• **Work to be completed**
Find the lines of data that contain the string "NoteAppender", then list them.

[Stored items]
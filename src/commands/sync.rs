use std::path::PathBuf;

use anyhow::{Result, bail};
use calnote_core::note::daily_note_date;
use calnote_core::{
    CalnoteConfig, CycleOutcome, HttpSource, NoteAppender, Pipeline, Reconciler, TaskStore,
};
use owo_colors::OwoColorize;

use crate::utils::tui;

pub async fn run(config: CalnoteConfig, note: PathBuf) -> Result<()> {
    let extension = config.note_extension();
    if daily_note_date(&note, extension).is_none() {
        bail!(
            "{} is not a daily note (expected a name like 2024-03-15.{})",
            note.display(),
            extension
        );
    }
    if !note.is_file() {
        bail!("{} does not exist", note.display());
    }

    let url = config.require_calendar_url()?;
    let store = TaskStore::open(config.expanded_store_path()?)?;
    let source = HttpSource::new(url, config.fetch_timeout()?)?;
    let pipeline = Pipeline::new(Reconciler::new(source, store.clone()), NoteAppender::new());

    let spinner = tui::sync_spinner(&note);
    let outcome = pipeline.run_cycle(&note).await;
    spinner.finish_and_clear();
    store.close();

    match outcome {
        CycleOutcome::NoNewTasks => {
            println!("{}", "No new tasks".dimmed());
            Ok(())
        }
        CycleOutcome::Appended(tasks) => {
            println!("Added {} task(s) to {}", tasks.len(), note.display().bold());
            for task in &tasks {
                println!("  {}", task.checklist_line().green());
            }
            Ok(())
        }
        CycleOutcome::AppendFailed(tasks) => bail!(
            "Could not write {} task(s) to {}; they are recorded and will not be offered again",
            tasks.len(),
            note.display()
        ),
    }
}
...
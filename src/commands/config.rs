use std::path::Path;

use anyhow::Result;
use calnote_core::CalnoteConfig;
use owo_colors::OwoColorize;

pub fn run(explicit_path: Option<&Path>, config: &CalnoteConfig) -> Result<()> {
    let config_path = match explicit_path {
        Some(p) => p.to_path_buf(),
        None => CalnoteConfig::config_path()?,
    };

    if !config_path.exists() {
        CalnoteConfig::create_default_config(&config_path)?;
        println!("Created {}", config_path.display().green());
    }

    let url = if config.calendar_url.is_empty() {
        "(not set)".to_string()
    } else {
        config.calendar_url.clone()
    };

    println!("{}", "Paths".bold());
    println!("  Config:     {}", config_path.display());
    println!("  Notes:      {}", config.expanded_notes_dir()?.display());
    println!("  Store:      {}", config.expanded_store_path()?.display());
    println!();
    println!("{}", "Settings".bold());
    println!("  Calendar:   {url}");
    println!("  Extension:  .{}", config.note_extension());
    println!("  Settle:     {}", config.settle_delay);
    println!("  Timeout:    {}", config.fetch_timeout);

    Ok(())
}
...
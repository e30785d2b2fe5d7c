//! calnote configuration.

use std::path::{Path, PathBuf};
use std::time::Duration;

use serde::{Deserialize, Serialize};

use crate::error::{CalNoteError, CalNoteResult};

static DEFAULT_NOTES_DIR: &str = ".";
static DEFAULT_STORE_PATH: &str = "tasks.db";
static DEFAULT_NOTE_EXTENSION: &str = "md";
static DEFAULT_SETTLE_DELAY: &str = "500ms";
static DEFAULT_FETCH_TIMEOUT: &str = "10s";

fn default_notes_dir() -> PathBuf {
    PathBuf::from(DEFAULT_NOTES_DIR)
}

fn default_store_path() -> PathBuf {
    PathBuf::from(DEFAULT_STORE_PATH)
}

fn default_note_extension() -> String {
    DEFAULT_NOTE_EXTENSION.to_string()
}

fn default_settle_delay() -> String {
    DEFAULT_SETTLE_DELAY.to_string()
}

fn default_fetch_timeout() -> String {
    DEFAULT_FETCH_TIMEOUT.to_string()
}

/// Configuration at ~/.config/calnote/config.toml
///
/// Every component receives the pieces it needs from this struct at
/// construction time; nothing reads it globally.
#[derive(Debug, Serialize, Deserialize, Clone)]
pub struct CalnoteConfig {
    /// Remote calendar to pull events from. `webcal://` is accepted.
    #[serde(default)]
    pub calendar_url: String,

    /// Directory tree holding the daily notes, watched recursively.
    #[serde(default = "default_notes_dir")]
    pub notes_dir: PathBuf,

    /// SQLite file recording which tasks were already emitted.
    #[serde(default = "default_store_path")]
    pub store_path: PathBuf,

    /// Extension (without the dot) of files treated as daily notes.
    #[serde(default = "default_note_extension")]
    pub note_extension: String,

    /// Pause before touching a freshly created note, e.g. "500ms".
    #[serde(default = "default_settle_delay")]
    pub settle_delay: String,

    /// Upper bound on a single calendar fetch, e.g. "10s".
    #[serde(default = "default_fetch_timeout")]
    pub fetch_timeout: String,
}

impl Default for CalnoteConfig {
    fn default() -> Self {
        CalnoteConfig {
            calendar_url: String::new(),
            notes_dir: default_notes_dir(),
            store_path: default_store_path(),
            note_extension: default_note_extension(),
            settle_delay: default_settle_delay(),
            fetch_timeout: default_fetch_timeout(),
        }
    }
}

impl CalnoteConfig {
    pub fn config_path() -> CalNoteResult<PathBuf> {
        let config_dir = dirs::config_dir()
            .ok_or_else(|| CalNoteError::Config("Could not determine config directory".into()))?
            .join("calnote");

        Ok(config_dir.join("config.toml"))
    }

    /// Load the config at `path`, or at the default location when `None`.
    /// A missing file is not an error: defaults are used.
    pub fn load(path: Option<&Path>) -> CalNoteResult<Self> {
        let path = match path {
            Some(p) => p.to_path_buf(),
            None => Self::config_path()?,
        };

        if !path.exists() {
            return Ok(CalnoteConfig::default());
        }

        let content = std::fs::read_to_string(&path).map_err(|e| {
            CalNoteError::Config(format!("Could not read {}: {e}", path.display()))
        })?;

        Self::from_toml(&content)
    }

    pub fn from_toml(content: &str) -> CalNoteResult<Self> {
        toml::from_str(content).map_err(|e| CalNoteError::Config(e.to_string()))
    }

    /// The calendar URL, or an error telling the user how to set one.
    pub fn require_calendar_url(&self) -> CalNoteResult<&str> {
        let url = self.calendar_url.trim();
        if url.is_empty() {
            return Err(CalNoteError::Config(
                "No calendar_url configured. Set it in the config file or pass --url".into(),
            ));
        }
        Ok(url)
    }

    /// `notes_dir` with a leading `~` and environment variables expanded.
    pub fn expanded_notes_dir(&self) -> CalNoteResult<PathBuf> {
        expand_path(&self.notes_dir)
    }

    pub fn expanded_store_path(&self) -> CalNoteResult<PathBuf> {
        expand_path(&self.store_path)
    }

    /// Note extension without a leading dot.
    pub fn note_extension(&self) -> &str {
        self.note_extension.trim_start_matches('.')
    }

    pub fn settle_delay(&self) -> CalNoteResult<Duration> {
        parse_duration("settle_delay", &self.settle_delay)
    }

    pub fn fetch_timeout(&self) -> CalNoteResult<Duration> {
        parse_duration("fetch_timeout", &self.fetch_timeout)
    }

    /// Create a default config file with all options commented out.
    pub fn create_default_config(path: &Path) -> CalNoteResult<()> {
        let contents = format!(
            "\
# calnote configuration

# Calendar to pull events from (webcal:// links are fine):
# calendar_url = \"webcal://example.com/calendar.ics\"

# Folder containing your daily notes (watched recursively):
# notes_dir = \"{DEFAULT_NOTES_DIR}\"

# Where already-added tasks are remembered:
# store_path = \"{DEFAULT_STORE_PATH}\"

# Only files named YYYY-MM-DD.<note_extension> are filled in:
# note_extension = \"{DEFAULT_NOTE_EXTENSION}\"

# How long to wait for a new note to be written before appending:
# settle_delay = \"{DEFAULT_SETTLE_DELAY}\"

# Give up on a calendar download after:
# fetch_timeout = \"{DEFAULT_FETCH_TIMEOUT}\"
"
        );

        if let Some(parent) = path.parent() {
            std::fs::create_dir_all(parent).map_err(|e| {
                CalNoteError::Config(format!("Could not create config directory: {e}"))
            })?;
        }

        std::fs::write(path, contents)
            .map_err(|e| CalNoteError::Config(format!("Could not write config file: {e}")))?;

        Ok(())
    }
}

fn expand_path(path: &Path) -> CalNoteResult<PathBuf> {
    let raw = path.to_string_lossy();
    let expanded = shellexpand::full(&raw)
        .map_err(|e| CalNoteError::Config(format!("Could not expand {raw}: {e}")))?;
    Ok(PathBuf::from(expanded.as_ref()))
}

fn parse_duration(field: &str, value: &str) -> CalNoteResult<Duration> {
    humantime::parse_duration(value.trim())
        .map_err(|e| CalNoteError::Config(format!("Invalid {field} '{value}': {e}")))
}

• **Exercise output**
    CalnoteConfig, CycleOutcome, HttpSource, NoteAppender, Pipeline, Reconciler, TaskStore,
    let pipeline = Pipeline::new(Reconciler::new(source, store.clone()), NoteAppender::new());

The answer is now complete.